**EXERCISE DATA**
::::::::::

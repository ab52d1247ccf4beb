//! Command-line argument parsing

use std::path::PathBuf;

use clap::{Parser, Subcommand};
use mixdown_core::{EngineConfig, QualityConfig, QualityMode};

/// mixdown: real-time audio mixer engine
#[derive(Parser, Debug)]
#[command(author, version, about, long_about = None)]
pub struct Args {
    /// Settings file (default: <config dir>/mixdown/config.toml)
    #[arg(short, long)]
    pub config: Option<PathBuf>,

    /// Enable debug logging
    #[arg(long, default_value = "false")]
    pub debug: bool,

    #[command(subcommand)]
    pub command: Command,
}

#[derive(Subcommand, Debug)]
pub enum Command {
    /// Render the demo arrangement into a WAV file
    Render(RenderArgs),
    /// Play the demo arrangement on the first working audio backend
    Play(PlayArgs),
    /// List audio backends in the order they are tried
    Devices,
    /// Inspect or create the settings file
    Config {
        #[command(subcommand)]
        action: ConfigAction,
    },
}

#[derive(Subcommand, Debug)]
pub enum ConfigAction {
    /// Print the settings file location
    Path,
    /// Print the effective settings as TOML
    Show,
    /// Write the default settings
    Init {
        /// Overwrite an existing file
        #[arg(long, default_value = "false")]
        force: bool,
    },
}

/// Settings that may be overridden per invocation
#[derive(clap::Args, Debug, Default, Clone)]
pub struct EngineOverrides {
    /// Quality preset (draft, high-quality, final-mix)
    #[arg(short, long)]
    pub quality: Option<QualityMode>,

    /// Frames per period
    #[arg(long)]
    pub frames: Option<usize>,

    /// Base sample rate in Hz
    #[arg(long)]
    pub sample_rate: Option<u32>,

    /// Master bus channel count
    #[arg(long)]
    pub channels: Option<usize>,

    /// Worker threads (0 uses every core)
    #[arg(long)]
    pub workers: Option<usize>,

    /// Master gain
    #[arg(long)]
    pub gain: Option<f32>,
}

impl EngineOverrides {
    pub fn apply(&self, config: &mut EngineConfig) {
        if let Some(mode) = self.quality {
            config.quality = QualityConfig::Preset(mode);
        }
        if let Some(frames) = self.frames {
            config.frames_per_period = frames;
        }
        if let Some(rate) = self.sample_rate {
            config.sample_rate = rate;
        }
        if let Some(channels) = self.channels {
            config.channels = channels;
        }
        if let Some(workers) = self.workers {
            config.worker_threads = workers;
        }
        if let Some(gain) = self.gain {
            config.master_gain = gain;
        }
    }
}

#[derive(clap::Args, Debug)]
pub struct RenderArgs {
    /// Output WAV file
    #[arg(short, long)]
    pub output: PathBuf,

    /// Length of the render in seconds
    #[arg(short, long, default_value_t = 4.0)]
    pub seconds: f64,

    /// WAV file to play alongside the demo
    #[arg(long)]
    pub sample: Option<PathBuf>,

    /// Print the render report as JSON
    #[arg(long, default_value = "false")]
    pub json: bool,

    #[command(flatten)]
    pub engine: EngineOverrides,
}

#[derive(clap::Args, Debug)]
pub struct PlayArgs {
    /// Playback length in seconds
    #[arg(short, long, default_value_t = 4.0)]
    pub seconds: f64,

    /// WAV file to play alongside the demo
    #[arg(long)]
    pub sample: Option<PathBuf>,

    /// Audio backend to try first
    #[arg(short, long)]
    pub backend: Option<String>,

    /// Render directly in the device callback instead of prebuffering
    #[arg(long, default_value = "false")]
    pub no_fifo: bool,

    #[command(flatten)]
    pub engine: EngineOverrides,
}

#[cfg(test)]
mod tests {
    use super::*;

    #[test]
    fn test_render_arguments() {
        let args = Args::try_parse_from([
            "mixdown",
            "render",
            "-o",
            "out.wav",
            "--seconds",
            "2",
            "--quality",
            "hq",
            "--frames",
            "512",
        ])
        .unwrap();

        let Command::Render(render) = args.command else { panic!("expected render") };
        assert_eq!(render.output, PathBuf::from("out.wav"));
        assert_eq!(render.seconds, 2.0);
        assert_eq!(render.engine.quality, Some(QualityMode::HighQuality));
        assert_eq!(render.engine.frames, Some(512));
        assert!(!render.json);
    }

    #[test]
    fn test_unknown_quality_rejected() {
        let result =
            Args::try_parse_from(["mixdown", "render", "-o", "out.wav", "--quality", "lofi"]);
        assert!(result.is_err());
    }

    #[test]
    fn test_overrides_applied() {
        let overrides = EngineOverrides {
            quality: Some(QualityMode::FinalMix),
            sample_rate: Some(48000),
            gain: Some(0.5),
            ..Default::default()
        };
        let mut config = EngineConfig::default();
        overrides.apply(&mut config);

        assert_eq!(config.quality, QualityConfig::Preset(QualityMode::FinalMix));
        assert_eq!(config.sample_rate, 48000);
        assert_eq!(config.master_gain, 0.5);
        assert_eq!(config.frames_per_period, EngineConfig::default().frames_per_period);
    }

    #[test]
    fn test_config_subcommand() {
        let args =
            Args::try_parse_from(["mixdown", "--config", "alt.toml", "config", "init", "--force"])
                .unwrap();
        assert_eq!(args.config, Some(PathBuf::from("alt.toml")));
        assert!(matches!(
            args.command,
            Command::Config { action: ConfigAction::Init { force: true } }
        ));
    }
}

::::::::::

**DIRECTIONS FOR THIS TASK**
Type out all of the material again, word for word.

**COMPLETED TASK**
repository ab52d1247ccf4beb
//! Command-line argument parsing

use std::path::PathBuf;

use clap::{Parser, Subcommand};
use mixdown_core::{EngineConfig, QualityConfig, QualityMode};

/// mixdown: real-time audio mixer engine
#[derive(Parser, Debug)]
#[command(author, version, about, long_about = None)]
pub struct Args {
    /// Settings file (default: <config dir>/mixdown/config.toml)
    #[arg(short, long)]
    pub config: Option<PathBuf>,

    /// Enable debug logging
    #[arg(long, default_value = "false")]
    pub debug: bool,

    #[command(subcommand)]
    pub command: Command,
}

#[derive(Subcommand, Debug)]
pub enum Command {
    /// Render the demo arrangement into a WAV file
    Render(RenderArgs),
    /// Play the demo arrangement on the first working audio backend
    Play(PlayArgs),
    /// List audio backends in the order they are tried
    Devices,
    /// Inspect or create the settings file
    Config {
        #[command(subcommand)]
        action: ConfigAction,
    },
}

#[derive(Subcommand, Debug)]
pub enum ConfigAction {
    /// Print the settings file location
    Path,
    /// Print the effective settings as TOML
    Show,
    /// Write the default settings
    Init {
        /// Overwrite an existing file
        #[arg(long, default_value = "false")]
        force: bool,
    },
}

/// Settings that may be overridden per invocation
#[derive(clap::Args, Debug, Default, Clone)]
pub struct EngineOverrides {
    /// Quality preset (draft, high-quality, final-mix)
    #[arg(short, long)]
    pub quality: Option<QualityMode>,

    /// Frames per period
    #[arg(long)]
    pub frames: Option<usize>,

    /// Base sample rate in Hz
    #[arg(long)]
    pub sample_rate: Option<u32>,

    /// Master bus channel count
    #[arg(long)]
    pub channels: Option<usize>,

    /// Worker threads (0 uses every core)
    #[arg(long)]
    pub workers: Option<usize>,

    /// Master gain
    #[arg(long)]
    pub gain: Option<f32>,
}

impl EngineOverrides {
    pub fn apply(&self, config: &mut EngineConfig) {
        if let Some(mode) = self.quality {
            config.quality = QualityConfig::Preset(mode);
        }
        if let Some(frames) = self.frames {
            config.frames_per_period = frames;
        }
        if let Some(rate) = self.sample_rate {
            config.sample_rate = rate;
        }
        if let Some(channels) = self.channels {
            config.channels = channels;
        }
        if let Some(workers) = self.workers {
            config.worker_threads = workers;
        }
        if let Some(gain) = self.gain {
            config.master_gain = gain;
        }
    }
}

#[derive(clap::Args, Debug)]
pub struct RenderArgs {
    /// Output WAV file
    #[arg(short, long)]
    pub output: PathBuf,

    /// Length of the render in seconds
    #[arg(short, long, default_value_t = 4.0)]
    pub seconds: f64,

    /// WAV file to play alongside the demo
    #[arg(long)]
    pub sample: Option<PathBuf>,

    /// Print the render report as JSON
    #[arg(long, default_value = "false")]
    pub json: bool,

    #[command(flatten)]
    pub engine: EngineOverrides,
}

#[derive(clap::Args, Debug)]
pub struct PlayArgs {
    /// Playback length in seconds
    #[arg(short, long, default_value_t = 4.0)]
    pub seconds: f64,

    /// WAV file to play alongside the demo
    #[arg(long)]
    pub sample: Option<PathBuf>,

    /// Audio backend to try first
    #[arg(short, long)]
    pub backend: Option<String>,

    /// Render directly in the device callback instead of prebuffering
    #[arg(long, default_value = "false")]
    pub no_fifo: bool,

    #[command(flatten)]
    pub engine: EngineOverrides,
}

#[cfg(test)]
mod tests {
    use super::*;

    #[test]
    fn test_render_arguments() {
        let args = Args::try_parse_from([
            "mixdown",
            "render",
            "-o",
            "out.wav",
            "--seconds",
            "2",
            "--quality",
            "hq",
            "--frames",
            "512",
        ])
        .unwrap();

        let Command::Render(render) = args.command else { panic!("expected render") };
        assert_eq!(render.output, PathBuf::from("out.wav"));
        assert_eq!(render.seconds, 2.0);
        assert_eq!(render.engine.quality, Some(QualityMode::HighQuality));
        assert_eq!(render.engine.frames, Some(512));
        assert!(!render.json);
    }

    #[test]
    fn test_unknown_quality_rejected() {
        let result =
            Args::try_parse_from(["mixdown", "render", "-o", "out.wav", "--quality", "lofi"]);
        assert!(result.is_err());
    }

    #[test]
    fn test_overrides_applied() {
        let overrides = EngineOverrides {
            quality: Some(QualityMode::FinalMix),
            sample_rate: Some(48000),
            gain: Some(0.5),
            ..Default::default()
        };
        let mut config = EngineConfig::default();
        overrides.apply(&mut config);

        assert_eq!(config.quality, QualityConfig::Preset(QualityMode::FinalMix));
        assert_eq!(config.sample_rate, 48000);
        assert_eq!(config.master_gain, 0.5);
        assert_eq!(config.frames_per_period, EngineConfig::default().frames_per_period);
    }

    #[test]
    fn test_config_subcommand() {
        let args =
            Args::try_parse_from(["mixdown", "--config", "alt.toml", "config", "init", "--force"])
                .unwrap();
        assert_eq!(args.config, Some(PathBuf::from("alt.toml")));
        assert!(matches!(
            args.command,
            Command::Config { action: ConfigAction::Init { force: true } }
        ));
    }
}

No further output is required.